● **WHAT THE EXERCISE ASKS**:
Out of all the lines below, count those with the word "match". Give the number only.

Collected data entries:

----------------------------------------

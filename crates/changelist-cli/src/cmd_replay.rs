use anyhow::{Context, Result};
use changelist::v1::{ChangeRecord, RebuildOutcome, RebuildPolicy, ReconcileConfig, Reconciler};
use clap::ValueEnum;
use serde::Deserialize;

use crate::cmd_tree::read_input;
use crate::view::print_rows;

#[derive(ValueEnum, Debug, Clone, Copy, PartialEq, Eq)]
pub enum Policy {
    /// Re-derive the tree on every rebuild
    Always,
    /// Keep the tree while the selection is unchanged
    SkipWhenSelectionUnchanged,
}

impl From<Policy> for RebuildPolicy {
    fn from(policy: Policy) -> Self {
        match policy {
            Policy::Always => RebuildPolicy::Always,
            Policy::SkipWhenSelectionUnchanged => RebuildPolicy::SkipWhenSelectionUnchanged,
        }
    }
}

/// One step of a replay file.
///
/// ```json
/// [
///   { "rebuild": { "changes": [ … ], "selection": ["readme.md"] } },
///   { "toggle": { "group": "doc.sketch/page1", "expanded": true } }
/// ]
/// ```
#[derive(Debug, Deserialize)]
#[serde(rename_all = "snake_case")]
pub enum Event {
    Rebuild {
        changes: Vec<ChangeRecord>,
        #[serde(default)]
        selection: Vec<String>,
    },
    Toggle {
        group: String,
        expanded: bool,
    },
}

pub fn run(input: &str, policy: Policy, json: bool, pretty: bool) -> Result<()> {
    let content = read_input(input)?;
    let events: Vec<Event> = serde_json::from_str(&content)
        .with_context(|| format!("Failed to parse replay events from {}", input))?;

    let mut view = Reconciler::new(ReconcileConfig {
        policy: policy.into(),
        ..Default::default()
    });

    for (index, event) in events.into_iter().enumerate() {
        let outcome = apply(&mut view, event)
            .with_context(|| format!("Invalid event #{}", index))?;

        if json {
            let output = serde_json::json!({
                "event": index,
                "outcome": outcome,
                "row_count": view.row_count(),
                "rows": view.current_view(),
            });
            if pretty {
                println!("{}", serde_json::to_string_pretty(&output)?);
            } else {
                println!("{}", serde_json::to_string(&output)?);
            }
        } else {
            println!("#{} {}", index, outcome);
            print_rows(view.current_view());
        }
    }
    Ok(())
}

fn apply(view: &mut Reconciler, event: Event) -> Result<&'static str> {
    match event {
        Event::Rebuild { changes, selection } => {
            for change in &changes {
                change.validate()?;
            }
            Ok(match view.rebuild(changes, &selection) {
                RebuildOutcome::Rebuilt => "rebuilt",
                RebuildOutcome::Skipped => "skipped",
            })
        }
        Event::Toggle { group, expanded } => Ok(if view.toggle_group(&group, expanded) {
            "toggled"
        } else {
            "ignored"
        }),
    }
}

----------------------------------------

● **EXPECTED ANSWER**:
3